In [1]:
import pandas as pd
import usaddress
import numpy as np
from typing import Dict, List, Tuple, TypeAlias, Union
from sklearn.model_selection import train_test_split
import spacy
from spacy.tokens import DocBin
import os

In [2]:
nlp = spacy.blank("en")

In [3]:
locations = pd.read_csv('../data/raw/urban_renewal_location_photos.csv')

In [4]:
def clean_title(title):
    return title.replace('.', '').replace('&', 'and')

In [5]:
street_mask = locations.street.notna()
locations.loc[street_mask, 'street_address'] = locations[street_mask].street.str.split(',').str[0].apply(clean_title)
locations['title_cleaned'] = locations.title.apply(clean_title)

In [6]:
title_contains_street = locations[street_mask].apply(lambda x : x.street_address in x.title_cleaned, axis=1)

In [7]:
labeled_examples = locations[street_mask&title_contains_street]
le_last_index = len(labeled_examples) - 1

In [8]:
def construct_street_name(x : Dict[str, str]) -> str:
    """
    Constructs a street name from usaddress tags
    """
    if not x.get('StreetName', False):
        return np.nan
    street_parts = []
    for key in ['StreetNamePreDirectional', 'StreetName', 'StreetNamePostType', 'StreetNamePostDirectional']:
        part = x.get(key, False)
        if not part:
            continue

        street_parts.append(part)

    return ' '.join(street_parts).strip()
 

In [9]:
all_streets = locations[street_mask].street_address.apply(lambda x : usaddress.tag(x)).str[0].apply(construct_street_name)
street_names = all_streets[all_streets.notna()].unique()
sn_last_index = len(street_names) -1

highest_address = 9999

blocks = list(range(100, highest_address, 100))
blocks_last_index = len(blocks) - 1

range_additions = [2, 2, 2, 4, 6, 8, 10, 20]
ra_last_index = len(range_additions) - 1

In [10]:
Label : TypeAlias = Tuple[int, int, str]
LabeledExample : TypeAlias = Tuple[str, List[Label]]

def replace_street(new_street: str) -> str:
    row = labeled_examples.iloc[np.random.randint(0, le_last_index)]
    return row.title_cleaned.replace(row.street_address, new_street)

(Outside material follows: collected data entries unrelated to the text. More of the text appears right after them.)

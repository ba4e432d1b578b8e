//! Marker detection in a full frame.
//!
//! Pipeline:
//! 1. global Otsu threshold,
//! 2. 4-connected dark components (the marker's black border plus the dark
//!    bits touching it form one component),
//! 3. size / aspect / fill filter on the component bounding box,
//! 4. four extreme points of the component as the outer quad,
//! 5. `decode_marker_in_quad` against the dictionary.

use crate::LiveError;
use aruco_sheets_aruco::{
    decode_marker_in_quad, otsu_threshold, Dictionary, Matcher, QuadDecodeConfig,
};
use aruco_sheets_core::GrayImageView;
use image::{GrayImage, Luma, RgbImage};
use imageproc::contrast::{threshold, ThresholdType};
use imageproc::region_labelling::{connected_components, Connectivity};
use nalgebra::{Point2, Vector2};
use serde::{Deserialize, Serialize};

#[cfg(feature = "tracing")]
use tracing::instrument;

/// Half a pixel diagonal: moves a boundary pixel center onto the outer edge.
const CORNER_EXPAND_PX: f32 = std::f32::consts::FRAC_1_SQRT_2;

/// Candidate filtering and decoding parameters.
#[derive(Clone, Debug, PartialEq, Serialize, Deserialize)]
#[serde(default)]
pub struct DetectorParams {
    /// Minimum bounding-box side of a candidate, in pixels.
    pub min_side_px: u32,
    /// Maximum long/short ratio of the bounding box.
    pub max_aspect: f32,
    /// Accepted range of dark pixels over bounding-box area.
    pub min_fill: f32,
    pub max_fill: f32,
    /// Components closer than this to the frame edge are dropped.
    pub edge_margin_px: u32,
    /// Hamming threshold, capped by the dictionary's correction capacity.
    pub max_hamming: u8,
    pub quad: QuadDecodeConfig,
}

impl Default for DetectorParams {
    fn default() -> Self {
        Self {
            min_side_px: 12,
            max_aspect: 2.0,
            min_fill: 0.2,
            max_fill: 0.95,
            edge_margin_px: 3,
            max_hamming: 1,
            quad: QuadDecodeConfig::default(),
        }
    }
}

/// One detected marker.
#[derive(Clone, Debug, PartialEq, Serialize, Deserialize)]
pub struct Detection {
    pub id: u32,
    /// Outer corners in image pixels, clockwise, starting at the marker's own
    /// top-left corner.
    pub corners: [Point2<f32>; 4],
    pub rotation: u8,
    pub hamming: u8,
}

impl Detection {
    pub fn center(&self) -> Point2<f32> {
        let sum = self
            .corners
            .iter()
            .fold(Vector2::zeros(), |acc, c| acc + c.coords);
        Point2::from(sum / 4.0)
    }
}

/// Detects markers of one dictionary in grayscale frames.
#[derive(Clone, Debug)]
pub struct MarkerDetector {
    matcher: Matcher,
    params: DetectorParams,
}

struct Component {
    pixels: Vec<(u32, u32)>,
    min: (u32, u32),
    max: (u32, u32),
}

impl MarkerDetector {
    /// Build a detector; dictionaries with no embedded codes are rejected.
    pub fn new(dict: Dictionary, params: DetectorParams) -> Result<Self, LiveError> {
        if dict.codes.is_empty() {
            return Err(LiveError::EmptyDictionary(dict.name));
        }
        if !dict.is_complete() {
            log::warn!(
                "{}: only ids 0..{} are embedded, other ids will not be reported",
                dict.name,
                dict.codes.len()
            );
        }
        Ok(Self {
            matcher: Matcher::new(dict, params.max_hamming),
            params,
        })
    }

    pub fn dictionary(&self) -> Dictionary {
        self.matcher.dictionary()
    }

    pub fn params(&self) -> &DetectorParams {
        &self.params
    }

    /// Detect markers in an RGB frame.
    pub fn detect_rgb(&self, frame: &RgbImage) -> Vec<Detection> {
        self.detect(&image::imageops::grayscale(frame))
    }

    /// Detect markers in a grayscale frame.
    #[cfg_attr(
        feature = "tracing",
        instrument(
            level = "debug",
            skip(self, img),
            fields(width = img.width(), height = img.height())
        )
    )]
    pub fn detect(&self, img: &GrayImage) -> Vec<Detection> {
        if img.width() == 0 || img.height() == 0 {
            return Vec::new();
        }
        let thr = otsu_threshold(img.as_raw());
        let components = dark_components(img, thr);
        let view = GrayImageView::from(img);

        let mut out = Vec::new();
        for comp in components.iter().filter(|c| self.keep(c, img)) {
            let Some(quad) = quad_corners(&comp.pixels) else {
                continue;
            };
            let Some(dec) = decode_marker_in_quad(&view, &quad, &self.params.quad, &self.matcher)
            else {
                continue;
            };
            let r = dec.rotation as usize;
            out.push(Detection {
                id: dec.id,
                corners: std::array::from_fn(|k| quad[(r + k) % 4]),
                rotation: dec.rotation,
                hamming: dec.hamming,
            });
        }
        log::trace!(
            "{} dark components, {} markers (threshold {thr})",
            components.len(),
            out.len()
        );
        out
    }

    fn keep(&self, c: &Component, img: &GrayImage) -> bool {
        let p = &self.params;
        let bw = c.max.0 - c.min.0 + 1;
        let bh = c.max.1 - c.min.1 + 1;
        if bw.min(bh) < p.min_side_px {
            return false;
        }
        let m = p.edge_margin_px;
        if c.min.0 < m
            || c.min.1 < m
            || c.max.0 + m >= img.width()
            || c.max.1 + m >= img.height()
        {
            return false;
        }
        if bw.max(bh) as f32 > p.max_aspect * bw.min(bh) as f32 {
            return false;
        }
        let fill = c.pixels.len() as f32 / (bw as f32 * bh as f32);
        (p.min_fill..=p.max_fill).contains(&fill)
    }
}

/// 4-connected components of pixels at or below `thr`.
fn dark_components(img: &GrayImage, thr: u8) -> Vec<Component> {
    let mask = threshold(img, thr, ThresholdType::BinaryInverted);
    let labels = connected_components(&mask, Connectivity::Four, Luma([0u8]));

    // Labels are 1..=count; 0 is background.
    let count = labels.pixels().map(|p| p.0[0]).max().unwrap_or(0) as usize;
    let mut out: Vec<Component> = (0..count)
        .map(|_| Component {
            pixels: Vec::new(),
            min: (u32::MAX, u32::MAX),
            max: (0, 0),
        })
        .collect();
    for (x, y, label) in labels.enumerate_pixels() {
        let Some(comp) = (label.0[0] as usize)
            .checked_sub(1)
            .and_then(|k| out.get_mut(k))
        else {
            continue;
        };
        comp.pixels.push((x, y));
        comp.min = (comp.min.0.min(x), comp.min.1.min(y));
        comp.max = (comp.max.0.max(x), comp.max.1.max(y));
    }
    out.retain(|c| !c.pixels.is_empty());
    out
}

/// Outer quad of a blob from its extreme points, clockwise in image space.
///
/// `A` is the pixel farthest from the centroid, `C` the pixel farthest from
/// `A`, and `B` / `D` the pixels farthest from line `AC` on either side.
fn quad_corners(pixels: &[(u32, u32)]) -> Option<[Point2<f32>; 4]> {
    if pixels.len() < 4 {
        return None;
    }
    let pts: Vec<Point2<f32>> = pixels
        .iter()
        .map(|&(x, y)| Point2::new(x as f32 + 0.5, y as f32 + 0.5))
        .collect();
    let n = pts.len() as f32;
    let centroid = Point2::from(pts.iter().fold(Vector2::zeros(), |acc, p| acc + p.coords) / n);

    let farthest_from = |q: Point2<f32>| {
        pts.iter()
            .copied()
            .fold((q, -1.0f32), |best, p| {
                let d = (p - q).norm_squared();
                if d > best.1 {
                    (p, d)
                } else {
                    best
                }
            })
            .0
    };
    let a = farthest_from(centroid);
    let c = farthest_from(a);
    let ac = c - a;
    let side = |p: &Point2<f32>| ac.x * (p.y - a.y) - ac.y * (p.x - a.x);

    let (mut b, mut b_side) = (a, 0.0f32);
    let (mut d, mut d_side) = (a, 0.0f32);
    for p in &pts {
        let s = side(p);
        if s > b_side {
            (b, b_side) = (*p, s);
        }
        if s < d_side {
            (d, d_side) = (*p, s);
        }
    }
    if b_side <= 0.0 || d_side >= 0.0 {
        return None;
    }

    let mut quad = [a, b, c, d].map(|p| {
        let dir = p - centroid;
        let len = dir.norm();
        if len > 0.0 {
            p + dir * (CORNER_EXPAND_PX / len)
        } else {
            p
        }
    });
    // Ascending angle is clockwise with y pointing down.
    quad.sort_by(|p, q| {
        let ap = (p.y - centroid.y).atan2(p.x - centroid.x);
        let aq = (q.y - centroid.y).atan2(q.x - centroid.x);
        ap.total_cmp(&aq)
    });
    Some(quad)
}
//! Live ArUco detection over a stream of frames.
//!
//! The loop is deliberately thin: pull a frame, find markers, draw them,
//! hand the annotated frame to a sink and poll the sink for a cancel key.
//! Sources and sinks are traits so the same loop drives a webcam window
//! (feature `opencv`) or a directory of images in and annotated PNGs out.

mod detector;
mod error;
mod overlay;
mod run;
mod sink;
mod source;

#[cfg(feature = "opencv")]
mod opencv_backend;

pub use detector::{Detection, DetectorParams, MarkerDetector};
pub use error::LiveError;
pub use overlay::{draw_detections, draw_detections_with, OverlayStyle};
pub use run::{run_live, LiveConfig, LiveSummary, StopReason, ESC_KEY};
pub use sink::{DirectorySink, FrameSink};
pub use source::{FrameSource, ImageSequence};

#[cfg(feature = "opencv")]
pub use opencv_backend::{HighGuiWindow, OpenCvCamera};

def create_address_label(title : str, street : str) -> Label:
    start = title.find(street)
    end  = start + len(street)
    return (start, end, 'ADDRESS')

def create_labeled_example(new_street : str, example : Union[str, bool] = False) -> LabeledExample:
    if not example:
        example = replace_street(new_street)
    label =  create_address_label(example, new_street)
    return (example, [label]) 

def create_intersection_example() -> LabeledExample:
    street1 = street_names[np.random.randint(0, sn_last_index)]
    street2 = street_names[np.random.randint(0, sn_last_index)]
    new_street = f'{street1} and {street2}'
    return create_labeled_example(new_street)
    
def create_block_example() -> LabeledExample:
    block = blocks[np.random.randint(0, blocks_last_index)]
    street = street_names[np.random.randint(0, sn_last_index)]
    new_street = f'{block} block of {street}'
    return create_labeled_example(new_street)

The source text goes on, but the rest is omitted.